Schumer: Micron gets $6.1B in federal CHIPS funding for Syracuse-area project

Senator John W. Mannion

April 18, 2024

icron's $100 billion investment in central New York will be supported by billions in federal CHIPS and Science Act funding, Senate Majority Leader Chuck Schumer announced Wednesday.

Schumer, D-N.Y., said Micron has reached a preliminary agreement with the U.S. Department of Commerce to receive $6.1 billion for the Syracuse-area project and the company's Idaho headquarters. 


The $6.1 billion for Micron is another indication that the central New York project is progressing. According to Schumer, New York's portion of the funding will be used to support the construction of Micron's first two chip fabs in Onondaga County. 


Before Micron gets the federal funding, the Department of Commerce will complete a review of the company's application and the proposed project. When that process is completed, the department will finalize the financial award.


"This is one of the largest single-direct federal investments in central New York's history," Schumer said in a statement. "A whopping $6.1 billion from my CHIPS and Science law is coming to ensure Micron builds its cutting-edge chip-manufacturing fabs right here in both central New York and Idaho." 


The CHIPS and Science Act, which includes $52 billion to boost domestic semiconductor chip manufacturing, was approved by Congress and signed by President Joe Biden in 2022. The supporters included Schumer, U.S. Sen. Kirsten Gillibrand and former U.S. Rep. John Katko, who represented central New York. Katko broke with House GOP leadership to vote for the bill. 

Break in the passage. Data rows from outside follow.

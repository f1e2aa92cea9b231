//! Repository models returned by search and `/repos/{owner}/{repo}`

use chrono::{DateTime, Utc};
use serde::{Deserialize, Serialize};

/// Repository owner (user or organization)
#[derive(Debug, Clone, Default, PartialEq, Eq, Serialize, Deserialize)]
pub struct Owner {
    pub login: String,

    #[serde(default)]
    pub avatar_url: String,

    #[serde(default)]
    pub html_url: String,
}

/// Repository license summary
#[derive(Debug, Clone, PartialEq, Eq, Serialize, Deserialize)]
pub struct License {
    #[serde(default)]
    pub key: Option<String>,

    pub name: String,

    #[serde(default)]
    pub spdx_id: Option<String>,
}

/// GitHub repository, as found in search items and repository details.
///
/// Search items omit a few detail-only fields (`subscribers_count`), so
/// everything beyond the identity is optional or defaulted.
#[derive(Debug, Clone, PartialEq, Serialize, Deserialize)]
pub struct Repository {
    #[serde(default)]
    pub id: u64,

    /// Repository name
    pub name: String,

    /// `owner/repo`
    pub full_name: String,

    pub owner: Owner,

    #[serde(default)]
    pub description: Option<String>,

    #[serde(default)]
    pub html_url: String,

    #[serde(default)]
    pub homepage: Option<String>,

    #[serde(default)]
    pub stargazers_count: u64,

    #[serde(default)]
    pub forks_count: u64,

    #[serde(default)]
    pub open_issues_count: u64,

    /// Real watcher count; only present on repository details
    #[serde(default, skip_serializing_if = "Option::is_none")]
    pub subscribers_count: Option<u64>,

    #[serde(default)]
    pub language: Option<String>,

    #[serde(default)]
    pub topics: Vec<String>,

    #[serde(default)]
    pub archived: bool,

    #[serde(default)]
    pub private: bool,

    #[serde(default = "default_branch")]
    pub default_branch: String,

    #[serde(default)]
    pub pushed_at: Option<DateTime<Utc>>,

    #[serde(default)]
    pub updated_at: Option<DateTime<Utc>>,

    #[serde(default)]
    pub created_at: Option<DateTime<Utc>>,

    #[serde(default)]
    pub license: Option<License>,
}

fn default_branch() -> String {
    "main".to_string()
}

/// `/search/repositories` response body
#[derive(Debug, Clone, Deserialize)]
pub struct SearchResponse {
    pub total_count: usize,

    #[serde(default)]
    pub incomplete_results: bool,

    pub items: Vec<Repository>,
}

/// Contributor summary
#[derive(Debug, Clone, PartialEq, Eq, Serialize, Deserialize)]
pub struct Contributor {
    pub login: String,

    #[serde(default)]
    pub html_url: String,

    #[serde(default)]
    pub avatar_url: String,

    #[serde(default)]
    pub contributions: u64,
}

/// `/repos/{owner}/{repo}/branches/{branch}` response body
#[derive(Debug, Clone, Serialize, Deserialize)]
pub struct BranchDetails {
    pub name: String,
    pub commit: BranchCommit,
}

#[derive(Debug, Clone, Serialize, Deserialize)]
pub struct BranchCommit {
    pub sha: String,
    pub commit: CommitData,
}

#[derive(Debug, Clone, Serialize, Deserialize)]
pub struct CommitData {
    #[serde(default)]
    pub author: Option<CommitSignature>,

    #[serde(default)]
    pub committer: Option<CommitSignature>,
}

#[derive(Debug, Clone, Serialize, Deserialize)]
pub struct CommitSignature {
    #[serde(default)]
    pub name: Option<String>,

    #[serde(default)]
    pub date: Option<DateTime<Utc>>,
}

impl BranchDetails {
    /// Date of the branch head commit, author date preferred.
    pub fn last_commit_date(&self) -> Option<DateTime<Utc>> {
        let commit = &self.commit.commit;
        commit
            .author
            .as_ref()
            .and_then(|a| a.date)
            .or_else(|| commit.committer.as_ref().and_then(|c| c.date))
    }
}
//! Folder naming and placement
//!
//! The extracted `{owner}-{repo}-{sha}` folder must be renamed to the
//! package's canonical slug before it is moved into place; otherwise an
//! update would land next to the tracked copy instead of replacing it.

use std::path::{Path, PathBuf};
use std::sync::LazyLock;
use std::time::{Duration, SystemTime};

use regex::Regex;

use crate::error::InstallError;

static ZIPBALL_PATH: LazyLock<Regex> =
    LazyLock::new(|| Regex::new(r"/repos/[^/]+/([^/]+)/zipball").expect("static regex"));

/// Prefix of per-install staging folders created inside a destination dir
pub const STAGING_PREFIX: &str = ".repopress-";

const BACKUP_MARKER: &str = ".previous-";

/// Staging folder prefix tagged with this process id
pub fn staging_prefix() -> String {
    format!("{}{}-", STAGING_PREFIX, std::process::id())
}

/// Owner pid embedded in a staging or backup entry name.
///
/// `Some(None)` means the entry is ours to judge but carries no readable pid.
fn leftover_owner(name: &str) -> Option<Option<u32>> {
    if let Some(rest) = name.strip_prefix(STAGING_PREFIX) {
        let pid = rest.split_once('-').map(|(pid, _)| pid).unwrap_or(rest);
        return Some(pid.parse().ok());
    }
    if name.starts_with('.') {
        let (_, pid) = name.rsplit_once(BACKUP_MARKER)?;
        return Some(pid.parse().ok());
    }
    None
}

/// Remove staging and backup folders left in `dest_dir` by an install that
/// never finished.
///
/// Entries tagged with this process id belong to installs still running
/// and are kept. Entries from another process are removed once older than
/// `stale_after`; entries without a readable pid are always removed.
/// Returns the number of entries removed.
pub fn sweep_stale_entries(dest_dir: &Path, stale_after: Duration) -> usize {
    let Ok(entries) = std::fs::read_dir(dest_dir) else {
        return 0;
    };
    let own_pid = std::process::id();
    let now = SystemTime::now();
    let mut removed = 0;

    for entry in entries.flatten() {
        let name = entry.file_name().to_string_lossy().into_owned();
        let Some(owner) = leftover_owner(&name) else {
            continue;
        };
        let stale = match owner {
            Some(pid) if pid == own_pid => false,
            Some(_) => entry
                .metadata()
                .and_then(|m| m.modified())
                .ok()
                .and_then(|modified| now.duration_since(modified).ok())
                .is_some_and(|age| age >= stale_after),
            None => true,
        };
        if !stale {
            continue;
        }

        let path = entry.path();
        let result = if path.is_dir() {
            std::fs::remove_dir_all(&path)
        } else {
            std::fs::remove_file(&path)
        };
        match result {
            Ok(()) => {
                log::warn!("Removed leftover install folder {}", path.display());
                removed += 1;
            }
            Err(e) => log::warn!("Failed to remove leftover {}: {}", path.display(), e),
        }
    }
    removed
}

/// Lowercase, dash-separated folder name
pub fn sanitize_slug(input: &str) -> String {
    let mut slug = String::with_capacity(input.len());
    for c in input.trim().chars() {
        match c {
            'a'..='z' | '0'..='9' | '_' => slug.push(c),
            'A'..='Z' => slug.push(c.to_ascii_lowercase()),
            '-' | '.' | ' ' | '\t' => {
                if !slug.is_empty() && !slug.ends_with('-') {
                    slug.push('-');
                }
            }
            _ => {}
        }
    }
    slug.trim_end_matches('-').to_string()
}

/// Canonical slug for a `/repos/{owner}/{repo}/zipball[/ref]` URL
pub fn slug_from_download_url(download_url: &str) -> Option<String> {
    let path = reqwest::Url::parse(download_url)
        .map(|url| url.path().to_string())
        .unwrap_or_else(|_| download_url.to_string());
    let caps = ZIPBALL_PATH.captures(&path)?;
    let slug = sanitize_slug(&caps[1]);
    (!slug.is_empty()).then_some(slug)
}

/// Rename `source` to `target` within its parent folder.
///
/// A no-op when the names already match. Failure aborts the install.
pub fn normalize_source_folder(source: &Path, target: &str) -> Result<PathBuf, InstallError> {
    let from = source
        .file_name()
        .map(|n| n.to_string_lossy().into_owned())
        .unwrap_or_default();
    if from == target {
        return Ok(source.to_path_buf());
    }

    let rename_error = |reason: String| InstallError::Rename {
        from: from.clone(),
        to: target.to_string(),
        reason,
    };

    let parent = source
        .parent()
        .ok_or_else(|| rename_error("extracted folder has no parent".to_string()))?;
    let renamed = parent.join(target);
    if renamed.exists() {
        return Err(rename_error("destination already exists".to_string()));
    }
    std::fs::rename(source, &renamed).map_err(|e| rename_error(e.to_string()))?;

    log::debug!("Renamed extracted folder {} -> {}", from, target);
    Ok(renamed)
}

/// Move `staged` to `dest_dir/folder`, replacing an existing copy.
///
/// The old copy is moved aside first and deleted only after the new one is
/// in place; if the swap fails it is restored.
pub fn swap_into_place(staged: &Path, dest_dir: &Path, folder: &str) -> Result<PathBuf, InstallError> {
    let host_error = |e: std::io::Error| InstallError::HostInstall(e.to_string());

    std::fs::create_dir_all(dest_dir).map_err(host_error)?;
    let target = dest_dir.join(folder);

    if !target.exists() {
        std::fs::rename(staged, &target).map_err(host_error)?;
        return Ok(target);
    }

    let backup = dest_dir.join(format!(".{}{}{}", folder, BACKUP_MARKER, std::process::id()));
    if backup.exists() {
        std::fs::remove_dir_all(&backup).map_err(host_error)?;
    }
    std::fs::rename(&target, &backup).map_err(host_error)?;

    if let Err(e) = std::fs::rename(staged, &target) {
        if let Err(restore) = std::fs::rename(&backup, &target) {
            log::warn!(
                "Failed to restore {} from {}: {}",
                target.display(),
                backup.display(),
                restore
            );
        }
        return Err(host_error(e));
    }

    if let Err(e) = std::fs::remove_dir_all(&backup) {
        log::warn!("Failed to remove previous copy {}: {}", backup.display(), e);
    }
    Ok(target)
}

#[cfg(test)]
mod tests {
    use super::*;
    use tempfile::TempDir;

    #[test]
    fn test_sweep_stale_entries() {
        let tmp = TempDir::new().unwrap();
        let dir = tmp.path();
        std::fs::create_dir_all(dir.join(".repopress-dead01/acme-widget-abc1234")).unwrap();
        std::fs::create_dir_all(dir.join(".repopress-4000000000-x1y2")).unwrap();
        std::fs::create_dir_all(dir.join(".widget.previous-4000000000")).unwrap();
        std::fs::create_dir_all(dir.join(format!("{}live", staging_prefix()))).unwrap();
        std::fs::create_dir_all(dir.join(format!(".gadget.previous-{}", std::process::id()))).unwrap();
        std::fs::create_dir_all(dir.join("widget")).unwrap();
        std::fs::create_dir_all(dir.join(".git")).unwrap();

        // A foreign pid younger than the threshold may still be running
        assert_eq!(sweep_stale_entries(dir, Duration::from_secs(3600)), 1);
        assert!(!dir.join(".repopress-dead01").exists());
        assert!(dir.join(".repopress-4000000000-x1y2").exists());

        assert_eq!(sweep_stale_entries(dir, Duration::ZERO), 2);

        let mut names: Vec<String> = std::fs::read_dir(dir)
            .unwrap()
            .map(|e| e.unwrap().file_name().to_string_lossy().into_owned())
            .collect();
        names.sort();
        let mut expected = vec![
            ".git".to_string(),
            format!(".gadget.previous-{}", std::process::id()),
            format!("{}live", staging_prefix()),
            "widget".to_string(),
        ];
        expected.sort();
        assert_eq!(names, expected);
    }

    #[test]
    fn test_sweep_missing_dir() {
        let tmp = TempDir::new().unwrap();
        assert_eq!(sweep_stale_entries(&tmp.path().join("nope"), Duration::ZERO), 0);
    }

    #[test]
    fn test_sanitize_slug() {
        assert_eq!(sanitize_slug("Widget"), "widget");
        assert_eq!(sanitize_slug("My.Cool Plugin"), "my-cool-plugin");
        assert_eq!(sanitize_slug("--a--b--"), "a-b");
        assert_eq!(sanitize_slug("wp_seo"), "wp_seo");
        assert_eq!(sanitize_slug("ünïcode!"), "ncode");
    }

    #[test]
    fn test_slug_from_download_url() {
        assert_eq!(
            slug_from_download_url("https://api.github.com/repos/acme/Widget/zipball").as_deref(),
            Some("widget")
        );
        assert_eq!(
            slug_from_download_url("https://api.github.com/repos/acme/widget/zipball/v1.2.0")
                .as_deref(),
            Some("widget")
        );
        assert_eq!(
            slug_from_download_url("http://127.0.0.1:4000/repos/acme/dusk-theme/zipball?x=1")
                .as_deref(),
            Some("dusk-theme")
        );
        assert!(slug_from_download_url("https://example.com/widget.zip").is_none());
    }

    #[test]
    fn test_normalize_renames_github_folder() {
        let dir = TempDir::new().unwrap();
        let source = dir.path().join("acme-widget-abc1234");
        std::fs::create_dir(&source).unwrap();

        let renamed = normalize_source_folder(&source, "widget").unwrap();
        assert_eq!(renamed, dir.path().join("widget"));
        assert!(renamed.is_dir());
        assert!(!source.exists());
    }

    #[test]
    fn test_normalize_same_name_is_noop() {
        let dir = TempDir::new().unwrap();
        let source = dir.path().join("widget");
        std::fs::create_dir(&source).unwrap();
        assert_eq!(normalize_source_folder(&source, "widget").unwrap(), source);
    }

    #[test]
    fn test_normalize_failure_names_both_folders() {
        let dir = TempDir::new().unwrap();
        let source = dir.path().join("acme-widget-abc1234");
        std::fs::create_dir(&source).unwrap();
        std::fs::create_dir(dir.path().join("widget")).unwrap();

        let err = normalize_source_folder(&source, "widget").unwrap_err();
        let msg = err.to_string();
        assert!(msg.contains("acme-widget-abc1234"));
        assert!(msg.contains("\"widget\""));
    }

    #[test]
    fn test_swap_into_empty_dir() {
        let dir = TempDir::new().unwrap();
        let staged = dir.path().join("staged");
        std::fs::create_dir(&staged).unwrap();
        std::fs::write(staged.join("a.txt"), "new").unwrap();

        let dest = dir.path().join("plugins");
        let installed = swap_into_place(&staged, &dest, "widget").unwrap();
        assert_eq!(installed, dest.join("widget"));
        assert_eq!(std::fs::read_to_string(installed.join("a.txt")).unwrap(), "new");
    }

    #[test]
    fn test_swap_replaces_existing_copy() {
        let dir = TempDir::new().unwrap();
        let dest = dir.path().join("plugins");
        std::fs::create_dir_all(dest.join("widget")).unwrap();
        std::fs::write(dest.join("widget/old.txt"), "old").unwrap();

        let staged = dir.path().join("staged");
        std::fs::create_dir(&staged).unwrap();
        std::fs::write(staged.join("new.txt"), "new").unwrap();

        swap_into_place(&staged, &dest, "widget").unwrap();
        assert!(dest.join("widget/new.txt").is_file());
        assert!(!dest.join("widget/old.txt").exists());

        let leftovers: Vec<_> = std::fs::read_dir(&dest).unwrap().collect();
        assert_eq!(leftovers.len(), 1);
    }
}
//! Package identity read back from the installed files

use std::path::Path;

use serde::{Deserialize, Serialize};

use crate::error::InstallError;
use crate::metadata::file_header;
use crate::package::PackageKind;

/// Name, author and version as declared by the package itself
#[derive(Debug, Clone, Default, PartialEq, Eq, Serialize, Deserialize)]
pub struct PackageIdentity {
    pub name: String,
    pub author: String,
    pub version: String,

    /// `folder/file.php` for plugins, the stylesheet folder for themes
    pub installed_path: String,
}

/// Read the identity of the package in `folder`, to be installed as `slug`.
pub fn read_identity(folder: &Path, slug: &str, kind: PackageKind) -> Result<PackageIdentity, InstallError> {
    match kind {
        PackageKind::Plugin => read_plugin_identity(folder, slug),
        PackageKind::Theme => read_theme_identity(folder, slug),
    }
}

fn read_plugin_identity(folder: &Path, slug: &str) -> Result<PackageIdentity, InstallError> {
    let entries = std::fs::read_dir(folder).map_err(|e| InstallError::Verify(e.to_string()))?;

    let mut php_files: Vec<_> = entries
        .filter_map(|entry| entry.ok())
        .map(|entry| entry.path())
        .filter(|path| path.is_file() && path.extension().is_some_and(|ext| ext == "php"))
        .collect();
    php_files.sort();

    for path in php_files {
        let Ok(text) = std::fs::read_to_string(&path) else {
            continue;
        };
        let Some(name) = file_header(&text, "Plugin Name") else {
            continue;
        };
        let file_name = path
            .file_name()
            .map(|n| n.to_string_lossy().into_owned())
            .unwrap_or_default();
        return Ok(PackageIdentity {
            name,
            author: file_header(&text, "Author").unwrap_or_default(),
            version: file_header(&text, "Version").unwrap_or_default(),
            installed_path: format!("{}/{}", slug, file_name),
        });
    }

    Err(InstallError::Verify("No valid plugins were found.".to_string()))
}

fn read_theme_identity(folder: &Path, slug: &str) -> Result<PackageIdentity, InstallError> {
    let text = std::fs::read_to_string(folder.join("style.css")).map_err(|_| {
        InstallError::Verify("The theme is missing the style.css stylesheet.".to_string())
    })?;
    let name = file_header(&text, "Theme Name").ok_or_else(|| {
        InstallError::Verify("The style.css stylesheet does not contain a valid theme header.".to_string())
    })?;

    Ok(PackageIdentity {
        name,
        author: file_header(&text, "Author").unwrap_or_default(),
        version: file_header(&text, "Version").unwrap_or_default(),
        installed_path: slug.to_string(),
    })
}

Two months later, Micron announced it would construct a massive semiconductor chip manufacturing facility in the town of Clay, Onondaga County. The project will create 9,000 jobs at the chip fabs and more than 40,000 construction and supply-chain jobs. Biden visited the Syracuse area after Micron revealed its plans to invest $100 billion over the next 20 years. 


Other companies have been awarded CHIPS and Science Act funding, including GlobalFoundries and Intel. GlobalFoundries is eligible to get $1.6 billion in loans and $1.5 billion in grants to build a computer chip manufacturing facility in Saratoga County. 


The preliminary agreement between Micron and the Commerce Department is another sign of progress for the project. Micron plans to begin construction in 2025. 

"To all those who have had their doubts, believe it, Micron is here, Micron is real," Schumer said. "And now with billions in federal investment from my CHIPS & Science law, we are taking the next steps to get shovels in the ground to transform the Syracuse region and all of upstate into a global hub for the chips that will power America's future." 

Micron will receive additional funding and incentives from state and local governments. In New York, Gov. Kathy Hochul signed the Green CHIPS legislation that provides tax credits for semiconductor manufacturing projects. Micron will receive $5.5 billion in tax credits from the Green CHIPS law. 


"As the first governor from upstate New York in more than a century, I'm proud to have helped secure this transformative deal along with our federal partners," Hochul said in a statement. "We're going to revitalize our upstate economy — one microchip at a time."

State Sen. John Mannion, whose district includes the town of Clay, was one of the leading supporters of the Green CHIPS bill in the state Legislature. He welcomed the federal support, which he called an "investment in the people of central New York who will build the fab, fill the jobs and help secure American dominance in the global semiconductor industry."